(CNN) — The Mona Lisa can do more than just smile thanks to new AI technology from Microsoft.
Last week, Microsoft researchers unveiled a new AI model that can take a still image of a face and an audio clip of a person speaking and automatically create a realistic video of that person speaking. The videos—which can be created from real-life faces, animations, or illustrations—are complete with convincing lip-syncs and natural facial and head movements.
In a demonstration video, the researchers showed how they animated Mona Lisa to recite a comedic rap song by actress Anne Hathaway.
The results of the artificial intelligence model are called Vasa-1As fun as it is a bit shocking in its realism. According to Microsoft, this technology could be used in education, “to improve accessibility for people with connectivity issues,” or even to create virtual companions for humans. But it's also easy to see how the tool could be abused and used to impersonate real people.
It's a concern that goes beyond Microsoft: As more tools emerge to create engaging AI-generated images, videos, and audio, Experts are concerned Their misuse can lead to new forms of misinformation. Some also worry that technology may further disrupt creative industries, from films to advertising.
At this time, Microsoft does not plan to deploy the VASA-1 model immediately. This step is similar to how a Microsoft partner manages OpenAI Concerns surrounding the AI-generated video tool Sora. OpenAI introduced Sora in February, but so far has only made it available to a small number of professional users and cybersecurity gurus for testing purposes.
“We oppose any behavior to create misleading or harmful content from real people,” Microsoft researchers said in a blog post. But they added that the company “has no plans to release” the product publicly “until we are confident that the technology will be used responsibly and in accordance with appropriate regulations.”
The faces are moving
The researchers explained that Microsoft's new AI model was trained on several videos of people's faces speaking, and is designed to recognize natural facial and head movements, including “lip movement, (non-lip) expression, gaze and blinking, among others.” “. . The result is more realistic video when the VASA-1 pans a still image.
For example, in an explainer video that includes a clip in which someone appears agitated, apparently while playing video games, the speaking face has furrowed eyebrows and pursed lips.
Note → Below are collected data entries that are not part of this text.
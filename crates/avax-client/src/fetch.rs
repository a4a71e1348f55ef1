//! Paginated UTXO fetching

use crate::node::{GetUtxosRequest, NodeClient};
use crate::{Error, Result};
use avax_core::{format_address, ChainContext, Id, RawUtxo, ShortId, UtxoSet};

/// Page size the node accepts by default
pub const DEFAULT_PAGE_SIZE: u32 = 1024;

/// Fetch every UTXO owned by `addresses` on `ctx`'s chain.
///
/// With `source_chain`, fetches the atomic UTXOs exported from that chain
/// instead. Pages until the node returns a short page.
pub async fn fetch_utxo_set(
    client: &dyn NodeClient,
    ctx: &ChainContext,
    addresses: &[ShortId],
    source_chain: Option<Id>,
    page_size: u32,
) -> Result<UtxoSet> {
    let encoded = addresses
        .iter()
        .map(|a| format_address(ctx.alias.as_str(), &ctx.hrp, a))
        .collect::<avax_core::Result<Vec<_>>>()?;

    let mut request = GetUtxosRequest::new(ctx.alias, encoded, page_size);
    if let Some(source) = source_chain {
        request = request.from_source(source);
    }

    let mut set = UtxoSet::new(ctx.codec());
    let mut pages = 0u32;
    loop {
        let page = client.get_utxos(request.clone()).await?;
        pages += 1;

        if page.utxos.is_empty() && page.num_fetched >= page_size {
            return Err(Error::EmptyPage(format!(
                "page {} on {}-chain claims {} UTXOs but carries none",
                pages, ctx.alias, page.num_fetched
            )));
        }

        let raws: Vec<RawUtxo> = page.utxos.iter().map(|s| RawUtxo::from(s.as_str())).collect();
        set.add_array(&raws, false)?;

        tracing::debug!(
            "UTXO page {} on {}-chain: {} fetched, {} total",
            pages,
            ctx.alias,
            page.num_fetched,
            set.len()
        );

        if page.num_fetched < page_size {
            break;
        }
        request.start_index = Some(page.end_index);
    }

    tracing::info!(
        "Fetched {} UTXOs on {}-chain in {} pages",
        set.len(),
        ctx.alias,
        pages
    );
    Ok(set)
}
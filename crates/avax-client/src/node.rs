//! Requests and responses the wallet exchanges with a node

use crate::Result;
use async_trait::async_trait;
use avax_core::Id;
use avax_params::ChainAlias;
use serde::{Deserialize, Deserializer, Serialize, Serializer};

/// Pagination cursor returned by `getUTXOs`
#[derive(Debug, Clone, Default, PartialEq, Eq, Serialize, Deserialize)]
pub struct UtxoIndex {
    /// Address the page ended on
    pub address: String,
    /// UTXO ID the page ended on
    pub utxo: String,
}

/// Parameters of `getUTXOs`
#[derive(Debug, Clone, PartialEq, Eq, Serialize, Deserialize)]
#[serde(rename_all = "camelCase")]
pub struct GetUtxosRequest {
    /// Chain queried
    #[serde(skip)]
    pub chain: Option<ChainAlias>,
    /// Owner addresses, `ALIAS-hrp1...`
    pub addresses: Vec<String>,
    /// Set to fetch atomic UTXOs exported from this chain
    #[serde(skip_serializing_if = "Option::is_none", default)]
    pub source_chain: Option<String>,
    /// Page size
    pub limit: u32,
    /// Cursor from the previous page
    #[serde(skip_serializing_if = "Option::is_none", default)]
    pub start_index: Option<UtxoIndex>,
    /// UTXO string encoding
    pub encoding: String,
}

impl GetUtxosRequest {
    /// First page for `addresses` on `chain`
    pub fn new(chain: ChainAlias, addresses: Vec<String>, limit: u32) -> Self {
        Self {
            chain: Some(chain),
            addresses,
            source_chain: None,
            limit,
            start_index: None,
            encoding: "hex".to_string(),
        }
    }

    /// Fetch atomic UTXOs exported from `source_chain`
    pub fn from_source(mut self, source_chain: Id) -> Self {
        self.source_chain = Some(source_chain.to_cb58());
        self
    }
}

/// One page of `getUTXOs`
#[derive(Debug, Clone, PartialEq, Eq, Serialize, Deserialize)]
#[serde(rename_all = "camelCase")]
pub struct UtxoPage {
    /// UTXOs in CB58 or checksummed hex
    pub utxos: Vec<String>,
    /// Cursor for the next page
    pub end_index: UtxoIndex,
    /// Number of UTXOs in this page
    #[serde(serialize_with = "u32_as_string", deserialize_with = "u32_from_string")]
    pub num_fetched: u32,
}

// The node encodes counts as decimal strings
fn u32_as_string<S: Serializer>(value: &u32, s: S) -> std::result::Result<S::Ok, S::Error> {
    s.serialize_str(&value.to_string())
}

fn u32_from_string<'de, D: Deserializer<'de>>(d: D) -> std::result::Result<u32, D::Error> {
    #[derive(Deserialize)]
    #[serde(untagged)]
    enum Count {
        Text(String),
        Number(u32),
    }
    match Count::deserialize(d)? {
        Count::Text(s) => s.parse().map_err(serde::de::Error::custom),
        Count::Number(n) => Ok(n),
    }
}

/// What the wallet needs from a node
#[async_trait]
pub trait NodeClient: Send + Sync {
    /// Fetch one page of UTXOs
    async fn get_utxos(&self, request: GetUtxosRequest) -> Result<UtxoPage>;

    /// Submit a signed transaction in checksummed hex, returning its ID
    async fn issue_tx(&self, chain: ChainAlias, tx_hex: String) -> Result<Id>;
}

#[cfg(test)]
mod tests {
    use super::*;

    #[test]
    fn test_page_from_node_json() {
        let json = r#"{
            "numFetched": "2",
            "utxos": ["0x00", "0x01"],
            "endIndex": {"address": "X-local1abc", "utxo": "2Qr7"}
        }"#;
        let page: UtxoPage = serde_json::from_str(json).unwrap();
        assert_eq!(page.num_fetched, 2);
        assert_eq!(page.utxos.len(), 2);
        assert_eq!(page.end_index.utxo, "2Qr7");

        let back = serde_json::to_value(&page).unwrap();
        assert_eq!(back["numFetched"], "2");
    }

    #[test]
    fn test_request_params() {
        let request = GetUtxosRequest::new(ChainAlias::X, vec!["X-local1abc".to_string()], 100)
            .from_source(Id::EMPTY);
        let value = serde_json::to_value(&request).unwrap();
        assert_eq!(value["limit"], 100);
        assert_eq!(value["encoding"], "hex");
        assert_eq!(value["sourceChain"], "11111111111111111111111111111111LpoYY");
        assert!(value.get("startIndex").is_none());
        assert!(value.get("chain").is_none());
    }
}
The AI tool can also produce a video in which the subject looks in a certain direction or expresses a certain emotion.
If you look closely, there are still signs that the videos are machine-generated, such as infrequent blinking and exaggerated eyebrow movements. But Microsoft believes its model is “far superior” to other similar tools and “paves the way for real-time interaction with realistic avatars that mimic human conversational behaviors.”
“Proud web fanatic. Subtly charming twitter geek. Reader. Internet trailblazer. Music buff.”
More Stories
Apple will introduce new models of the Macbook Pro, redesigned Mac mini, and iPad mini at the end of October
When do Walmart Holiday Deals start? The date that everyone has been waiting for
What will be the consequences on this planet?